Madrid 23. (Press Europa) –
Le ministre de l'Économie, du Commerce et des entreprises, Carlos Corps, a insisté sur la nécessité de parvenir à un accord « juste et équilibré » en matière économique entre les États-Unis et l'Union européenne car, sinon, « il y a beaucoup à perdre ».
Cela a été indiqué dans une interview télévisée collectée par Europa Press qui a donné mercredi dans la chaîne américaine CNBC de Washington, où le ministre assiste aux assemblées de printemps du Fonds monétaire international (FMI).
Ses déclarations ont également été faites un jour avant de rencontrer le représentant du commerce des États-Unis, Jamieson Greer, pour continuer à approfondir la relation bilatérale entre les deux pays et à transférer la « main soumise » de l'Europe pour parvenir à un accord.
« Nous devons entrer dans une conversation ouverte et sincère entre les deux côtés de l'Atlantique. Du côté de l'Union européenne, nous sommes une main longue pour parvenir à un accord, mais cela doit être un accord équitable », a-t-il partagé le corps.
L'une des questions épineuses des dernières semaines a été l'approche entre l'Espagne et la Chine, qui a de nouveau été défendue par le ministre. Comme il l'a expliqué, l'Union européenne doit diversifier ses marchés et réduire le grand déficit commercial avec le géant asiatique.
« C'est une tendance à long terme. Nous travaillons ces dernières années depuis que le niveau de l'Union européenne entre en contact avec les autorités chinoises. Ce sont des concurrents, des rivaux dans de nombreux domaines, mais ils doivent également être des compagnons stratégiques », a-t-il déclaré.

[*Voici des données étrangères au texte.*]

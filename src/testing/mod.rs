//! Testing utilities and mock implementations
//!
//! Lets the engine and broker connection run without a live MQTT broker.

pub mod mocks;

pub use mocks::*;
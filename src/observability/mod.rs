//! Observability for the BMS MQTT client
//!
//! Structured logging with a live-adjustable level.

pub mod logging;

pub use logging::{init_logging, LogFormat, LogLevel, LogLevelHandle, LoggingError};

De cette façon, il a corroboré l'intention de continuer en contact avec les autorités chinoises pour ouvrir les marchés chinois aux produits de l'Union européenne et également attirer les investissements chinois, afin que le bloc communautaire soit « un grand acteur pertinent dans ce nouvel ordre mondial qui a été redéfini », en plaçant « en contact avec toutes les puissances économiques ».
Bien que les États-Unis espèrent être son principal partenaire commercial et stratégique, il a rapporté que l'Espagne continuera à examiner d'autres territoires, comme il le fait déjà avec le bloc commercial du Mercosur ou de l'Inde.
Impact des tarifs en Espagne
Bien que l'Espagne attend un impact modéré des tarifs, l'organisme a déploré qu'il puisse y avoir un effet indirect « des conséquences économiques auxquelles d'autres pays de l'Union européenne seront confrontés, ou même au niveau du secteur, avec certains états » gravement affectés « .
En outre, le tourisme américain en Espagne pourrait également être contracté, bien que le corps ait indiqué qu'il n'y a toujours pas de données qui indiquent qu'il y a une baisse en termes de revenus des visiteurs qui arrivent dans le pays.
En ce sens, en attendant les prochains chiffres, le ministre a assuré qu'ils espéraient compenser cet automne avec des touristes d'autres régions, tels que ceux de l'Union européenne elle-même ou des Canadiens, qui ont également été une grande source de revenus ces dernières années. « Donc, encore une fois, nous espérons que cette bonne tendance en termes de tourisme se poursuivra au cours des prochaines années », a-t-il expliqué.